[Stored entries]
_ _ _ _ _ _ _

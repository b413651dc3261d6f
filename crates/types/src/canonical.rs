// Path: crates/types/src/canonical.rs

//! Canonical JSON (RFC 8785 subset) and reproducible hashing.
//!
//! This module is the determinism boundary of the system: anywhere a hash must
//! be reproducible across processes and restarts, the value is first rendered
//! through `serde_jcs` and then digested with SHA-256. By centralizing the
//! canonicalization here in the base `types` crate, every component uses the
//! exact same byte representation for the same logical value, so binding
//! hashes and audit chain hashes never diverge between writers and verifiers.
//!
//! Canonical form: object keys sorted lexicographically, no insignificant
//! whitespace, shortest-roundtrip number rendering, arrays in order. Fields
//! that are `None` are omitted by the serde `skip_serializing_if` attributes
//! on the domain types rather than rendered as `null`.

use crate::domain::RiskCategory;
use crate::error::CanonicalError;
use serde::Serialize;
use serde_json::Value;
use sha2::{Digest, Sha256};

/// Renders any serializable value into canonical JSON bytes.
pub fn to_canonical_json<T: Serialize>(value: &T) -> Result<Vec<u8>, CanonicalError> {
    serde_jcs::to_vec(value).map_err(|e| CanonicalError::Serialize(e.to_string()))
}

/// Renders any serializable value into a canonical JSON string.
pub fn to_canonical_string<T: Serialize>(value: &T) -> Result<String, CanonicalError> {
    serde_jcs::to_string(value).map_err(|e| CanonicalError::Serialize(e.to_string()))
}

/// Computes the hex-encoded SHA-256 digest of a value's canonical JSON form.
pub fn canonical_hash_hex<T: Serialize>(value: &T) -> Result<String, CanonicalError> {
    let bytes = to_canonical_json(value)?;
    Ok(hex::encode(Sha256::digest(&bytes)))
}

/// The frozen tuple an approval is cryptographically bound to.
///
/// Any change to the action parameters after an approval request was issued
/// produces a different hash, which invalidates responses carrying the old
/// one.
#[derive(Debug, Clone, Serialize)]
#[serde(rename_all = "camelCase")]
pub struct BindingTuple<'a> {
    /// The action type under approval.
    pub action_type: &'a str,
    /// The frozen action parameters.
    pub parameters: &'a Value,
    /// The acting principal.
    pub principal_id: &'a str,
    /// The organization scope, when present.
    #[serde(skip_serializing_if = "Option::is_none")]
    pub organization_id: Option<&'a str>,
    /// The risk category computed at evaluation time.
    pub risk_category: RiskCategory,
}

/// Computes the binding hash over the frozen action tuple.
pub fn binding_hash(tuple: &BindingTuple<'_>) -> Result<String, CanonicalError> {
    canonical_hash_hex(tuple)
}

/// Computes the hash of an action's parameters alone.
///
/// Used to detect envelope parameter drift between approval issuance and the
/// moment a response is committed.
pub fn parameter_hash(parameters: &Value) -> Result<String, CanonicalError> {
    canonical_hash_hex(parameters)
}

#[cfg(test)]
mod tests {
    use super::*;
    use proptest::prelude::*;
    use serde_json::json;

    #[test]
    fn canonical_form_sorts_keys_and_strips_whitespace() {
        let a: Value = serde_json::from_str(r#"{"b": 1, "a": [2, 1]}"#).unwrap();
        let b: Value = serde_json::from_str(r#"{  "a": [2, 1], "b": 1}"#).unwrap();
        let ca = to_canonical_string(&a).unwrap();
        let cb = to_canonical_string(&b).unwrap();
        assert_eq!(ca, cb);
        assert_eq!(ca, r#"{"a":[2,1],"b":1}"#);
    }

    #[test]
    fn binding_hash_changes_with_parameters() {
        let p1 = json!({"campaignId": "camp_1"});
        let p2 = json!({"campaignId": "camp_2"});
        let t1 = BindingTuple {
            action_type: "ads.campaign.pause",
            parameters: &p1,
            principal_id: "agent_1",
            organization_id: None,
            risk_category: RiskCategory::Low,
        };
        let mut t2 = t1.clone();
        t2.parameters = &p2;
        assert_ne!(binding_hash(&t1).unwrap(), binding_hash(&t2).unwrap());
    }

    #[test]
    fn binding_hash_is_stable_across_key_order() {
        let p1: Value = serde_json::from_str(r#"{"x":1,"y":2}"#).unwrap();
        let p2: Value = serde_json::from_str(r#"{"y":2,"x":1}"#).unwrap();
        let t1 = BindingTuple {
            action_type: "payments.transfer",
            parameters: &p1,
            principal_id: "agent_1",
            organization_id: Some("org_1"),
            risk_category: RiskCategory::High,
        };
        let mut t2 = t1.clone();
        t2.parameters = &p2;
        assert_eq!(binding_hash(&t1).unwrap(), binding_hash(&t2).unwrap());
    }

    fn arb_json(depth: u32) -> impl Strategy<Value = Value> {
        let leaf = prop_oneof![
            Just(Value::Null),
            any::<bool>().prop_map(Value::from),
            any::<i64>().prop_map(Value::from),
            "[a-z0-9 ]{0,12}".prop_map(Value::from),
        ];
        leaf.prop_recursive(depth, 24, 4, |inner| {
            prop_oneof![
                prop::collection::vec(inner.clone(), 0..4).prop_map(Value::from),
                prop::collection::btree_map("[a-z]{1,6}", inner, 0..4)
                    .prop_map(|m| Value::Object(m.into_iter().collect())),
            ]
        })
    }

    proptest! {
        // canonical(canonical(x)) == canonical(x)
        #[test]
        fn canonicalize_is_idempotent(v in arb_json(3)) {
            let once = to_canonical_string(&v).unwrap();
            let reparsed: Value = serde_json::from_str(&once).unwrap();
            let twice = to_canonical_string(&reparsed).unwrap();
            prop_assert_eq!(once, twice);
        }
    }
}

_ _ _ _ _ _ _

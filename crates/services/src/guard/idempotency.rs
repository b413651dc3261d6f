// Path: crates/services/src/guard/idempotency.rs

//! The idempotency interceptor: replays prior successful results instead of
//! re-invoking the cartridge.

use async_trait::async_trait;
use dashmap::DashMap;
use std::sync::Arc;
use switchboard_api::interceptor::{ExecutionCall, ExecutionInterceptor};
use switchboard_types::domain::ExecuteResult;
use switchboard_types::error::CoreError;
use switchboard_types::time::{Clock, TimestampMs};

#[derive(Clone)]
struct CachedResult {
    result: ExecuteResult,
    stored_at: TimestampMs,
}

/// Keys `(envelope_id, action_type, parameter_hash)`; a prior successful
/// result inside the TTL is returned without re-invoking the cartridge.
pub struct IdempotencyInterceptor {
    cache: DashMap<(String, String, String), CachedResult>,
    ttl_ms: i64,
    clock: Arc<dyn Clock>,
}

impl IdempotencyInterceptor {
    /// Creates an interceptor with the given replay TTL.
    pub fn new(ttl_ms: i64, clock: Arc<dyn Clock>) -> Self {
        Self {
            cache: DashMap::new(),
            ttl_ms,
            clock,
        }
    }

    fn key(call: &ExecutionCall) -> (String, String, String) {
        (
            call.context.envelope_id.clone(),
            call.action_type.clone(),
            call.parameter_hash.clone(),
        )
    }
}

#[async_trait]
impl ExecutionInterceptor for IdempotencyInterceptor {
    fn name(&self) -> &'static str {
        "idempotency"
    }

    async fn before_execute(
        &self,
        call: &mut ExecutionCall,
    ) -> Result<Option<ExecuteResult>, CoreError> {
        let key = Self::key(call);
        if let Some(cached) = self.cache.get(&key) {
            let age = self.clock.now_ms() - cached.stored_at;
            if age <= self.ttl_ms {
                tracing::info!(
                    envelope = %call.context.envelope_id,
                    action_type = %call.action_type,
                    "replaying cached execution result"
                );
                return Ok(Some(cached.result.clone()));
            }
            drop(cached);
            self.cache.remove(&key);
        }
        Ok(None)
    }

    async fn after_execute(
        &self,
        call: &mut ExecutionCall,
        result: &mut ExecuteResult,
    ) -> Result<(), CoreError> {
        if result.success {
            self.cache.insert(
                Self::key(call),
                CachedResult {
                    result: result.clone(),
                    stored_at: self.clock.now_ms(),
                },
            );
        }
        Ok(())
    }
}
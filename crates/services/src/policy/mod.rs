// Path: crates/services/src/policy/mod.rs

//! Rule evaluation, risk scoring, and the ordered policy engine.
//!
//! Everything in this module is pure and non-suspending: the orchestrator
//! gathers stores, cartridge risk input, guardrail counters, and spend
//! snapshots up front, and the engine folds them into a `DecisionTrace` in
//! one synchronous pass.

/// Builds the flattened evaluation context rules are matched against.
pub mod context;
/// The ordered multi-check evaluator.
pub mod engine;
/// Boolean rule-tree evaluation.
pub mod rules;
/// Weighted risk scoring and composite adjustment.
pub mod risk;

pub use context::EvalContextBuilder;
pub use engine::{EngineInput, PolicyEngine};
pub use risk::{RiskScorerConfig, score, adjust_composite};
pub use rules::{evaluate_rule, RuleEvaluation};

_ _ _ _ _ _ _

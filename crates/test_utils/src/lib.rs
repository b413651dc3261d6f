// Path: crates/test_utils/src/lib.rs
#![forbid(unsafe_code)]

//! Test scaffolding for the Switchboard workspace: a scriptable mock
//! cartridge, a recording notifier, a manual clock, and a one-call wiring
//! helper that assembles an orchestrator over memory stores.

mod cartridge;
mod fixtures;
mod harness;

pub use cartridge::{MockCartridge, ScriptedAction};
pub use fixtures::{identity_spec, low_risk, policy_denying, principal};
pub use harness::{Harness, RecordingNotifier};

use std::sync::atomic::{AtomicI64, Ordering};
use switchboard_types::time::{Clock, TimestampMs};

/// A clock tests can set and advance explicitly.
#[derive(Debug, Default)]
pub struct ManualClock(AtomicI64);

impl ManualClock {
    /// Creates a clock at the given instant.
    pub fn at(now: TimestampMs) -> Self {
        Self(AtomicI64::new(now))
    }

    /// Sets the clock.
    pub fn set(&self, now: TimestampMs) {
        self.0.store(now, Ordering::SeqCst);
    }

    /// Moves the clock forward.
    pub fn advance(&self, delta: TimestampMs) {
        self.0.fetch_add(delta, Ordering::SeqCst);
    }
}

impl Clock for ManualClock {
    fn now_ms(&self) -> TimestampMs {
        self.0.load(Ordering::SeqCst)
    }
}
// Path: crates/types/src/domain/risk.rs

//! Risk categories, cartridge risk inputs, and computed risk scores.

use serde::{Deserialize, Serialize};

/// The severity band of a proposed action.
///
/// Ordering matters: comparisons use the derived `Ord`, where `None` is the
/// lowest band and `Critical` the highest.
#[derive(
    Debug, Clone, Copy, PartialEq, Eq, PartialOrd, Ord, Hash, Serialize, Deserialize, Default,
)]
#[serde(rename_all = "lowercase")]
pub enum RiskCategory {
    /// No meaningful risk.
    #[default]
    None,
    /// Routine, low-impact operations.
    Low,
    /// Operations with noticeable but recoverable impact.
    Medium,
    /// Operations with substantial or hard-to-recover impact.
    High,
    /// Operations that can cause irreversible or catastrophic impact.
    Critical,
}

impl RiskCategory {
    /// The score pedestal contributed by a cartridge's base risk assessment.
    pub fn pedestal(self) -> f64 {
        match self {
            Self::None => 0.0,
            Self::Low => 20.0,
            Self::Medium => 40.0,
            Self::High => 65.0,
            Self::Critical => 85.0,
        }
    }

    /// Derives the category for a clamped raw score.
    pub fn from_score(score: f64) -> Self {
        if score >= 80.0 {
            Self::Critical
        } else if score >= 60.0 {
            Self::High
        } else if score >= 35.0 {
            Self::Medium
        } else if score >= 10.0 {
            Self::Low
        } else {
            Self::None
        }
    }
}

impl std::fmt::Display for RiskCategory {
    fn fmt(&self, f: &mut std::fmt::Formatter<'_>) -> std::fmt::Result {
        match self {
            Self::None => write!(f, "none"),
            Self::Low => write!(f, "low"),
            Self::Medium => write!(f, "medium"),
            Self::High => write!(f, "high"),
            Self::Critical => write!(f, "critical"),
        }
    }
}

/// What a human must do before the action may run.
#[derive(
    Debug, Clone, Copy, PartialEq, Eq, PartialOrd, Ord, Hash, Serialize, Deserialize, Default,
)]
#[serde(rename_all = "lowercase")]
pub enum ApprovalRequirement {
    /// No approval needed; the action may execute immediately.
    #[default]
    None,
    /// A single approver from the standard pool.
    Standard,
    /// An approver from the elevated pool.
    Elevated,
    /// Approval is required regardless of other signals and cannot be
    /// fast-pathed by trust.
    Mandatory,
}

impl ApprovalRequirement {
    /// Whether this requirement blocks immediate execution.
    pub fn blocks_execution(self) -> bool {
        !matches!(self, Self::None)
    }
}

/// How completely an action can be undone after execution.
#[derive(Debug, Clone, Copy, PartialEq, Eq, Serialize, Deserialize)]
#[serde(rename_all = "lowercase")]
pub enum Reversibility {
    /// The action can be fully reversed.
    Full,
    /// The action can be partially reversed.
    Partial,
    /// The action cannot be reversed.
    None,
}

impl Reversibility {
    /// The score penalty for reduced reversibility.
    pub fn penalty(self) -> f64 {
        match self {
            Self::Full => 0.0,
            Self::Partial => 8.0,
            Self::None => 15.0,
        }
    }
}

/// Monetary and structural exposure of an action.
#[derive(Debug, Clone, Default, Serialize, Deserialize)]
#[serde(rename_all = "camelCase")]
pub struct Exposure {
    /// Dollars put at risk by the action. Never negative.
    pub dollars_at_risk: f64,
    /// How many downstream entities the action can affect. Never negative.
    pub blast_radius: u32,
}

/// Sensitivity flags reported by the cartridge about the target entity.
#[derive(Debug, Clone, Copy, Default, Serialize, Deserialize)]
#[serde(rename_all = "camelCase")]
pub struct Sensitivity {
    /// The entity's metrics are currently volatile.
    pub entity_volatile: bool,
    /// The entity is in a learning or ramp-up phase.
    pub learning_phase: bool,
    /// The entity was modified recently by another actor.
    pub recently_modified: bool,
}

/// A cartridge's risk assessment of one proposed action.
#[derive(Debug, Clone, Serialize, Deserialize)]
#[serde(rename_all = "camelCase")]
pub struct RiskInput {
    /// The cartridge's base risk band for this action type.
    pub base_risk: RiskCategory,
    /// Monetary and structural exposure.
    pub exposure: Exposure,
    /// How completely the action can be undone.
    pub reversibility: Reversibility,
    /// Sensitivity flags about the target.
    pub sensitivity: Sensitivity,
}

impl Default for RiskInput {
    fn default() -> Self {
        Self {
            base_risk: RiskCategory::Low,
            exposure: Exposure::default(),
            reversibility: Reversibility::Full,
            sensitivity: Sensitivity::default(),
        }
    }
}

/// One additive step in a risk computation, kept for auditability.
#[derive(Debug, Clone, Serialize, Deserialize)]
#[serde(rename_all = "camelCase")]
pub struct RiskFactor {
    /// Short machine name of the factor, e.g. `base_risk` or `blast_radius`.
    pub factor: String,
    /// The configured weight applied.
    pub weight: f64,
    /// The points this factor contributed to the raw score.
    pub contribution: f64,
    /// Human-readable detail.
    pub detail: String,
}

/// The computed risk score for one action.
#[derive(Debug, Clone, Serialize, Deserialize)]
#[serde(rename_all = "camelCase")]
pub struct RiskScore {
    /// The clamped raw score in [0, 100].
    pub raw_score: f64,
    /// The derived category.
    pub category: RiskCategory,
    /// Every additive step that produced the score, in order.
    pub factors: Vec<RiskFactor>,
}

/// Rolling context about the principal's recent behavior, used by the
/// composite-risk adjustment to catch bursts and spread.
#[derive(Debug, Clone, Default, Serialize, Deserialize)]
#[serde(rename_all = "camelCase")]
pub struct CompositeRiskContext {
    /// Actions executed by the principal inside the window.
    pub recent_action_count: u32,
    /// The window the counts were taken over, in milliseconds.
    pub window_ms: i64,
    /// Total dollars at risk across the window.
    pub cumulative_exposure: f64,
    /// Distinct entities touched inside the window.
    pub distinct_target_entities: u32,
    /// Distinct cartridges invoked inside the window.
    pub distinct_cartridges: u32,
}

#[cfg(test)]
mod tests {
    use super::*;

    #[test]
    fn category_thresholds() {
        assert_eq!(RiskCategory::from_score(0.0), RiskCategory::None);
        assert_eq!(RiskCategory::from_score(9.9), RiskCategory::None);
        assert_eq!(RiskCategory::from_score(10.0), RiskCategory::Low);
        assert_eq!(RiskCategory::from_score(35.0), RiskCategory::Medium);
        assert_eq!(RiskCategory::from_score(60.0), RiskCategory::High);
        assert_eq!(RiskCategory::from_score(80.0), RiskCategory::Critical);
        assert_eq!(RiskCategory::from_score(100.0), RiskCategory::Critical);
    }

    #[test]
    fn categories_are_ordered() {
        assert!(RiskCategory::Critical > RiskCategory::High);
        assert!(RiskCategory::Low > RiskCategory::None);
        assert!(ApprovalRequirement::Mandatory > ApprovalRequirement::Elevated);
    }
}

_ _ _ _ _ _ _

» PROBLEM
Above are some records; copy each line there that contains "depth".

» TASK SOLUTION
    fn arb_json(depth: u32) -> impl Strategy<Value = Value> {
        leaf.prop_recursive(depth, 24, 4, |inner| {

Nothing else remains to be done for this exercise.